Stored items
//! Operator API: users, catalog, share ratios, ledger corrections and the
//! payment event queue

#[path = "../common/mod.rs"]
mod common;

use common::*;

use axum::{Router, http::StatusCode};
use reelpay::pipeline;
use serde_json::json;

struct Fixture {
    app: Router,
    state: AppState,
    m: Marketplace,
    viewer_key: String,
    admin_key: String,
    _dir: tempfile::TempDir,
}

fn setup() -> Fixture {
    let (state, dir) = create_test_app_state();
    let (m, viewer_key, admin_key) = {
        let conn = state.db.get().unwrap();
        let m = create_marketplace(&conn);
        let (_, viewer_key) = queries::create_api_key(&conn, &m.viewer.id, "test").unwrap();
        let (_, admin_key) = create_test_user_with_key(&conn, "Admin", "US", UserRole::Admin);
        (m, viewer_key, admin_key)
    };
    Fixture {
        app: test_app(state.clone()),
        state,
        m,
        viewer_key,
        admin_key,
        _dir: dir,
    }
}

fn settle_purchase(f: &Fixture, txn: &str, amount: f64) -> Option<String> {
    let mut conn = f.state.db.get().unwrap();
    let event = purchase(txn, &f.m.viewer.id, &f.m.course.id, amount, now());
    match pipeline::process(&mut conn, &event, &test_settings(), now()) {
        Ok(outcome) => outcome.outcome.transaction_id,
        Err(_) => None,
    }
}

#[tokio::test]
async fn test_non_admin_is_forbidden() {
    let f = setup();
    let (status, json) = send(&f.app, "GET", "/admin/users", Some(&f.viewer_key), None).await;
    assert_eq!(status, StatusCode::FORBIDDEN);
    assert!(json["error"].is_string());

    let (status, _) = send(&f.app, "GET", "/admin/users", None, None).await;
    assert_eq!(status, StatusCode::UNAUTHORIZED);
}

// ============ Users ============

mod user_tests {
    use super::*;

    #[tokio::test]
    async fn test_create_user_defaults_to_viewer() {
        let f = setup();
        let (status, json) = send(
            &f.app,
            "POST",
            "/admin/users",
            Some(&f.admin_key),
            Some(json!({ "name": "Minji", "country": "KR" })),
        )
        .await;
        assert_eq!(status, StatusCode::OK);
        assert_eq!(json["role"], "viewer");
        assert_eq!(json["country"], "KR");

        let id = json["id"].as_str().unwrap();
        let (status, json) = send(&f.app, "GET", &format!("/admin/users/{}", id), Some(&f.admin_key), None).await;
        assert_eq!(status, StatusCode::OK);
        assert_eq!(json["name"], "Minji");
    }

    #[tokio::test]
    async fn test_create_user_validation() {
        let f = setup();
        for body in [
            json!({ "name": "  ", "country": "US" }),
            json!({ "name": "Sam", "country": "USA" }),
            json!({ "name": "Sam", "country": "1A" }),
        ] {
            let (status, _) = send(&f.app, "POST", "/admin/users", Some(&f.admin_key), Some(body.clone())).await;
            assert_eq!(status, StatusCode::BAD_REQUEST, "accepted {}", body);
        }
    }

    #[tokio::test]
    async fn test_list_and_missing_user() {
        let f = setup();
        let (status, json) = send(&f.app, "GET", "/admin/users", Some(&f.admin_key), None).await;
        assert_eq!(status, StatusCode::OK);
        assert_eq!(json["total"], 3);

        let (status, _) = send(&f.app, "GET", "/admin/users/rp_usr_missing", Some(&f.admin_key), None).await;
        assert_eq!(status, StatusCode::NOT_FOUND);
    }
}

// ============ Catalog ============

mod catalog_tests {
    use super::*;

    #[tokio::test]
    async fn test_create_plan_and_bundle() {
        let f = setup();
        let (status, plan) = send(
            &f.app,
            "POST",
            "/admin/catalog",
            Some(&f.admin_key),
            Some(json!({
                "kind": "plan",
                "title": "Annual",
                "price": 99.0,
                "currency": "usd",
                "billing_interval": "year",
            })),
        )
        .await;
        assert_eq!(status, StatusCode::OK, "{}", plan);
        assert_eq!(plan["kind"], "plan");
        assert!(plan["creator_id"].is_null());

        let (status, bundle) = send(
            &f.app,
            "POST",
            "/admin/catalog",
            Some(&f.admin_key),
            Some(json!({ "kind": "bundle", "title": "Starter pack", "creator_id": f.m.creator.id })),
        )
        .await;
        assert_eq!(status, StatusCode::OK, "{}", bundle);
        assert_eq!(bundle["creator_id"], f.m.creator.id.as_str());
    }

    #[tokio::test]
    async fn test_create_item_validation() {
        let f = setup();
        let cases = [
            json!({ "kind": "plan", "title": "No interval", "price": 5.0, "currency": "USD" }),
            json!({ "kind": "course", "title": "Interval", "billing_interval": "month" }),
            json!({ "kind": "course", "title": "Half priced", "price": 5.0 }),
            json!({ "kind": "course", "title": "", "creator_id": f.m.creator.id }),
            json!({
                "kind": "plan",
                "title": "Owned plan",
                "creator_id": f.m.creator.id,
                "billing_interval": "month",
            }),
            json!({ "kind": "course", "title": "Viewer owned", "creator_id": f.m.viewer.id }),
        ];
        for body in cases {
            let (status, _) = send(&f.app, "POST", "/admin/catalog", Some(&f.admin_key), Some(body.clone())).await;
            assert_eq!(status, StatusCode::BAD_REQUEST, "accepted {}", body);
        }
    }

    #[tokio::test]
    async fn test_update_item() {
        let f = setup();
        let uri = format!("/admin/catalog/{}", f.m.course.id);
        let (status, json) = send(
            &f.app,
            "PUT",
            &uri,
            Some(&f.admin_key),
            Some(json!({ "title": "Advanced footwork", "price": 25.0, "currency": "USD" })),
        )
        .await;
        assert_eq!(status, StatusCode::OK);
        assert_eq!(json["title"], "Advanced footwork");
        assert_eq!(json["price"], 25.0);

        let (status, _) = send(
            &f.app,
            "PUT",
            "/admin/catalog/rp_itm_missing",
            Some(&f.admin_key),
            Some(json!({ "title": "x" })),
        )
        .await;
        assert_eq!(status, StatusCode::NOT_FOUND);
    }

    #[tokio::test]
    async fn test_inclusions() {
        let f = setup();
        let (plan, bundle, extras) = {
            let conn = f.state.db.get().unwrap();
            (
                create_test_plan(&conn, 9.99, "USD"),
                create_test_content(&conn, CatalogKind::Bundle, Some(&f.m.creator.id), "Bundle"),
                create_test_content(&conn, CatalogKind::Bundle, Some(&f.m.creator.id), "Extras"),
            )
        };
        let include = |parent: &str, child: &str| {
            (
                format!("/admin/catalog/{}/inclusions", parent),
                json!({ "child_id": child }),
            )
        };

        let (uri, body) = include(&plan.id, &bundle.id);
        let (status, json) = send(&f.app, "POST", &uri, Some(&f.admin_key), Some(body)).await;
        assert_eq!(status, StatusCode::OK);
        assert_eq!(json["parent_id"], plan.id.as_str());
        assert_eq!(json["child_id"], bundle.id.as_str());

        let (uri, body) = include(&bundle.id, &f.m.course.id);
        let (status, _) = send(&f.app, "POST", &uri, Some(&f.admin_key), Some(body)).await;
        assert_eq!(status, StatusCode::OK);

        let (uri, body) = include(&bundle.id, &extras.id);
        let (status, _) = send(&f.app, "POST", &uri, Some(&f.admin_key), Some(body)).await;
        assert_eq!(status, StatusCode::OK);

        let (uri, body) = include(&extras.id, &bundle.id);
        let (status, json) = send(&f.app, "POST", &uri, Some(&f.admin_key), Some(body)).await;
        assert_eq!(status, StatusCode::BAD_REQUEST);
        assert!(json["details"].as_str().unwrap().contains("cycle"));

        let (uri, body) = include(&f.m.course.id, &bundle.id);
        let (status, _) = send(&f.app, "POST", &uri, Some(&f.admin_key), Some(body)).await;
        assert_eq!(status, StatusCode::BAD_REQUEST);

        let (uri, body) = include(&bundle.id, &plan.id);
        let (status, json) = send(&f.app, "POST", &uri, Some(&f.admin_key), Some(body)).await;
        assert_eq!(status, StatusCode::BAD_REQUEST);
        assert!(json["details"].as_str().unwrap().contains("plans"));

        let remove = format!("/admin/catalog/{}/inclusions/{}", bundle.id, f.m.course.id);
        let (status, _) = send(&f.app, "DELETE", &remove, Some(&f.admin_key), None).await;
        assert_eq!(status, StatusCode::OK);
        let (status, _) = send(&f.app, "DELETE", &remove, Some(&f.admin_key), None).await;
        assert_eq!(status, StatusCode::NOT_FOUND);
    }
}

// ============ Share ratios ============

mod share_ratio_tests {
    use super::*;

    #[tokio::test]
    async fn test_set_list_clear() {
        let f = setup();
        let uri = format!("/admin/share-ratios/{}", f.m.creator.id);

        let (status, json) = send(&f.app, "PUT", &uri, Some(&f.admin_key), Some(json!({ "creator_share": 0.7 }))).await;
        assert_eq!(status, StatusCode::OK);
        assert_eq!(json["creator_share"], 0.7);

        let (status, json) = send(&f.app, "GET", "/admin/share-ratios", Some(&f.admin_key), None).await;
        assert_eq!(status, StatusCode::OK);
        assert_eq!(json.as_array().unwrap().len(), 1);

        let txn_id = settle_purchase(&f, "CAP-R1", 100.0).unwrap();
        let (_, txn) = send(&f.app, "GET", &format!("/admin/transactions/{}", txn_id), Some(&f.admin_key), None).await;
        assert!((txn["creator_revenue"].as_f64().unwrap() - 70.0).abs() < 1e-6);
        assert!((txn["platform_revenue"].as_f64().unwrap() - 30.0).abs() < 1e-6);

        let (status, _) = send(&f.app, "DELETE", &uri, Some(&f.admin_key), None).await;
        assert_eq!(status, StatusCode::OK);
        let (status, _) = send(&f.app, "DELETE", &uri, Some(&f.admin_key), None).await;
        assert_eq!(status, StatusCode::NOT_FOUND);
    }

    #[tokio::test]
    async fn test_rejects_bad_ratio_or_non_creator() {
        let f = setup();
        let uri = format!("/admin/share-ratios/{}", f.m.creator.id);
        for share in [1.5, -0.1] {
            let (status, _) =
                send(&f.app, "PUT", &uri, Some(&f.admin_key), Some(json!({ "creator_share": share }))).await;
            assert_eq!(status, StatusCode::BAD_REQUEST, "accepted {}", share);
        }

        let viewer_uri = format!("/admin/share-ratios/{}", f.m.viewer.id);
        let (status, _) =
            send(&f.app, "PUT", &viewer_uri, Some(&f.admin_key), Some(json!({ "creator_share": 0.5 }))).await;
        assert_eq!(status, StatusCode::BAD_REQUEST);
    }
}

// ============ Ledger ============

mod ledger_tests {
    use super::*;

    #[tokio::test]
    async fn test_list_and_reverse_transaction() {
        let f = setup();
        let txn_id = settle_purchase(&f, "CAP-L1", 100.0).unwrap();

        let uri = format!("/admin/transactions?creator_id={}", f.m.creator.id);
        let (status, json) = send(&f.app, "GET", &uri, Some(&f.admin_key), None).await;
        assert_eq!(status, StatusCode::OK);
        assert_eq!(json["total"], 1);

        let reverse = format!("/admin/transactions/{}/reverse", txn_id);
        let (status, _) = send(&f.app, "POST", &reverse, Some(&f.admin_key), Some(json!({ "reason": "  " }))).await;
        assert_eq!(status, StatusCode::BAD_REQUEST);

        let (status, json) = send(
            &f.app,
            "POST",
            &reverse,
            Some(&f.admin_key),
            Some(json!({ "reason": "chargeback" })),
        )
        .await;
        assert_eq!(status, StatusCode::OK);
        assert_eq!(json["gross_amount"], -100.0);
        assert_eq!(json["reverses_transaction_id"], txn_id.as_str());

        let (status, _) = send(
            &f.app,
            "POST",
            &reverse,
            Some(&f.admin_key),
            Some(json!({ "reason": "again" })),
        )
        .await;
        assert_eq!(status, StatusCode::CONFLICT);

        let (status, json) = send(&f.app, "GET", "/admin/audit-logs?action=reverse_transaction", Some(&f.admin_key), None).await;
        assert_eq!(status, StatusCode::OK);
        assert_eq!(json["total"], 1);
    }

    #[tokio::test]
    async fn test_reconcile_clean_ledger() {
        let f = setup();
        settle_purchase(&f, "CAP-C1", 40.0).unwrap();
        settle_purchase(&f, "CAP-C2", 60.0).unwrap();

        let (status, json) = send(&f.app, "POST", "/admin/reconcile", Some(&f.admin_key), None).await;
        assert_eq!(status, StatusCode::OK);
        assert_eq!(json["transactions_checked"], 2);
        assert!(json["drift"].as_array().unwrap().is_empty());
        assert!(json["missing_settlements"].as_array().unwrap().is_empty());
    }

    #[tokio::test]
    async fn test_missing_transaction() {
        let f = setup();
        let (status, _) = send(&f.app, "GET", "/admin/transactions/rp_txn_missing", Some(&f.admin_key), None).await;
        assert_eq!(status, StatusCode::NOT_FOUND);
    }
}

The problem. If a line falls between the first line of the records and the line containing "let conn = state.db.get().unwrap();", inclusive, repeat it exactly; leave out all others.

Finished exercise.
//! Operator API: users, catalog, share ratios, ledger corrections and the
//! payment event queue

#[path = "../common/mod.rs"]
mod common;

use common::*;

use axum::{Router, http::StatusCode};
use reelpay::pipeline;
use serde_json::json;

struct Fixture {
    app: Router,
    state: AppState,
    m: Marketplace,
    viewer_key: String,
    admin_key: String,
    _dir: tempfile::TempDir,
}

fn setup() -> Fixture {
    let (state, dir) = create_test_app_state();
    let (m, viewer_key, admin_key) = {
        let conn = state.db.get().unwrap();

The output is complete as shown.